The virtue of small retailing, she argues, is that it keeps business local, with a range of economic, social and even environmental benefits for all concerned.
"People get so much online now. I call it 'the landfill of tomorrow', but people buy it because it's cheap.
"I take running my business seriously. I'm responsible for them taking home a product that is designed to be used; as retailers, we're making a promise to our customers," Jane said.
The rather striking name of the enterprise, she related, comes not from her own — "that's just a coincidence" — but from a famous early Australian entrepreneur who trekked 240 miles (390km) across country to her first job and arrived covered in dust, leading to her rather unflattering moniker.

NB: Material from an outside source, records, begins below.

//! # `typeschema-core`
//!
//! Turns a described type graph into JSON Schema.
//!
//! | Module           | Responsibility                                                       |
//! |------------------|----------------------------------------------------------------------|
//! | [`descriptor`]   | Type names, member descriptors, type definitions                     |
//! | [`introspect`]   | Collaborator traits: introspection, leaf classification, hooks       |
//! | [`metadata`]     | `Attributes` and the processor that turns them into keywords         |
//! | [`node`]         | The output tree                                                      |
//! | [`node_builder`] | Base nodes for single types                                          |
//! | [`tracker`]      | Types currently being expanded, with a drop guard                    |
//! | [`wrapper`]      | Property discovery, recursive expansion, cycle breaking               |
//! | [`generator`]    | Owns collaborators and configuration, runs root generations          |
//! | [`schema_util`]  | Leaf schemas for Rust types via `schemars`                           |
pub mod context;
pub mod descriptor;
pub mod error;
pub mod generator;
pub mod introspect;
pub mod metadata;
pub mod node;
pub mod node_builder;
pub mod schema_util;
pub mod tracker;
pub mod wrapper;

pub use error::{Result, SchemaError};
pub use generator::{SchemaGenerator, SchemaGeneratorBuilder};
pub use node::SchemaNode;
//! # Type tables – loading a type graph from JSON
//!
//! The registry can be populated from a serialised [`TypeTable`]. This is the
//! shape an external introspection step (a compiler plugin, a reflection
//! dump, …) would hand over. Shared types are emitted once under
//! `definitions` by a [`DefinitionsBatch`].
//!
//! ```bash
//! cargo run -p typeschema --example type_table
//! ```
//!
//! [`TypeTable`]: typeschema::registry::TypeTable
//! [`DefinitionsBatch`]: typeschema::registry::DefinitionsBatch

use std::sync::Arc;

use tracing_subscriber::EnvFilter;
use typeschema::{
    SchemaGenerator,
    generator::DRAFT_07_URI,
    registry::{DefinitionsBatch, TypeRegistry},
};

const TABLE: &str = r#"{
  "enums": { "Country": ["DE", "FR", "NL"] },
  "types": [
    {
      "name": "Address",
      "fields": [
        { "name": "street", "ty": "String" },
        { "name": "country", "ty": "Country", "attributes": { "required": true } }
      ],
      "accessors": [ { "name": "getStreet" }, { "name": "getCountry" } ]
    },
    {
      "name": "Customer",
      "fields": [
        { "name": "name", "ty": "String", "attributes": { "minLength": 1 } },
        { "name": "billing", "ty": "Address" },
        { "name": "shipping", "ty": { "array": "Address" } },
        { "name": "referrer", "ty": "Customer" }
      ],
      "accessors": [
        { "name": "getName" },
        { "name": "getBilling" },
        { "name": "getShipping" },
        { "name": "getReferrer" },
        { "name": "getClass", "origin": "root_ancestor" }
      ],
      "attributes": { "additionalProperties": false }
    }
  ]
}"#;

fn main() -> anyhow::Result<()> {
    tracing_subscriber::fmt()
        .with_env_filter(EnvFilter::from_default_env())
        .init();

    let registry = TypeRegistry::from_json(TABLE)?;
    let generator = SchemaGenerator::builder(Arc::new(registry))
        .with_schema_uri(DRAFT_07_URI)
        .build()?;

    // Inline: `Address` is expanded at every occurrence.
    let inline = generator.generate("Customer")?;
    println!("── inline ──\n{}", generator.to_json_pretty(&inline)?);

    // Batched: `Address` lives under `definitions` and is referenced.
    let batched = DefinitionsBatch::new()
        .with("Address")
        .build(&generator, "Customer")?;
    println!("── batched ──\n{}", generator.to_json_pretty(&batched)?);

    Ok(())
}
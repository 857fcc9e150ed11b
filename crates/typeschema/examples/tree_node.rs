//! # Recursive types – cycle-safe schema generation
//!
//! A `Node` owns a list of `Node`s. Expanding it naively would never
//! terminate; the generator instead emits a `$ref` back to the occurrence
//! that is still being expanded (here: the document root).
//!
//! ```text
//! Node ─┬─ id: String
//!       └─ children: [Node] ──► {"$ref": "#"}
//! ```
//!
//! ## Running the example
//!
//! ```bash
//! RUST_LOG=typeschema_core=debug cargo run -p typeschema --example tree_node
//! ```
//!
//! Set `TYPESCHEMA_SCHEMA_URI` to stamp a `$schema` keyword on the output.

use std::sync::Arc;

use tracing_subscriber::EnvFilter;
use typeschema::{
    SchemaGenerator, SchemaGeneratorBuilder,
    descriptor::TypeDescriptor,
    metadata::Attributes,
    registry::{DefinitionBuilder, TypeRegistry},
};

fn main() -> anyhow::Result<()> {
    tracing_subscriber::fmt()
        .with_env_filter(EnvFilter::from_default_env())
        .init();

    // 1. Describe the type graph.
    let registry = TypeRegistry::with_primitives().with_definition(
        DefinitionBuilder::new("Node")
            .required_property("id", "String")
            .property_with(
                "children",
                TypeDescriptor::array_of("Node"),
                Attributes::new().with_description("Direct descendants"),
            )
            .flag("leaf")
            .attributes(Attributes::new().with_title("Tree node"))
            .closed()
            .build(),
    );

    // 2. Build the generator, optionally picking up `$schema` from the env.
    let generator: SchemaGenerator =
        SchemaGeneratorBuilder::new_from_env(Arc::new(registry)).build()?;

    // 3. Generate and print.
    let schema = generator.generate("Node")?;
    println!("{}", generator.to_json_pretty(&schema)?);

    Ok(())
}
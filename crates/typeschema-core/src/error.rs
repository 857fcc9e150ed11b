//! Unified error type exposed by **`typeschema-core`**.
//!
//! Collaborators (metadata processors, dynamic-member hooks) convert their
//! internal failures into one of these variants before they reach the
//! [`SchemaGenerator`](crate::generator::SchemaGenerator). Every variant is
//! fatal for the root type being generated: no partial schema is returned.

use thiserror::Error;

/// Boxed error returned by injected collaborators.
pub type BoxError = Box<dyn std::error::Error + Send + Sync + 'static>;

/// Convenient alias used throughout the workspace.
pub type Result<T> = std::result::Result<T, SchemaError>;

#[derive(Debug, Error)]
pub enum SchemaError {
    /// The dynamic-member hook failed while contributing synthetic accessors
    /// for `type_name`.
    #[error("dynamic member discovery failed for `{type_name}`: {source}")]
    DynamicMembers {
        type_name: String,
        #[source]
        source: BoxError,
    },

    /// The metadata collaborator rejected a type or a property.
    #[error("metadata for `{target}` could not be applied: {message}")]
    Metadata { target: String, message: String },

    /// Failure while serialising a schema or loading a type table.
    #[error("serialization error: {0}")]
    Serialization(#[from] serde_json::Error),

    #[error("invalid configuration: {0}")]
    InvalidConfig(String),
}

impl SchemaError {
    pub fn metadata(target: impl Into<String>, message: impl Into<String>) -> Self {
        Self::Metadata {
            target: target.into(),
            message: message.into(),
        }
    }
}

"Jane Dumphrey was a convict girl from Ireland who had grown up learning how to buy and sell, working with her father as a 'rag-and-bone' trader — a door-to-door recycling merchant.
"She got a pardon on the way out to Australia and started a business in Gundagai as a trader, and that's what we are!" Jane said.
It is, she believes, this spirit of turning conditions to your advantage that those struggling in the current economic climate must adopt to survive.
"Customer service is core to our business, and we have an amazing team of staff behind us," Jane said.
"Where there's a crisis, there's an opportunity; there's no guarantees in retail, you've got to keep changing… I'm on my toes and I always ask, 'how are we getting better?'."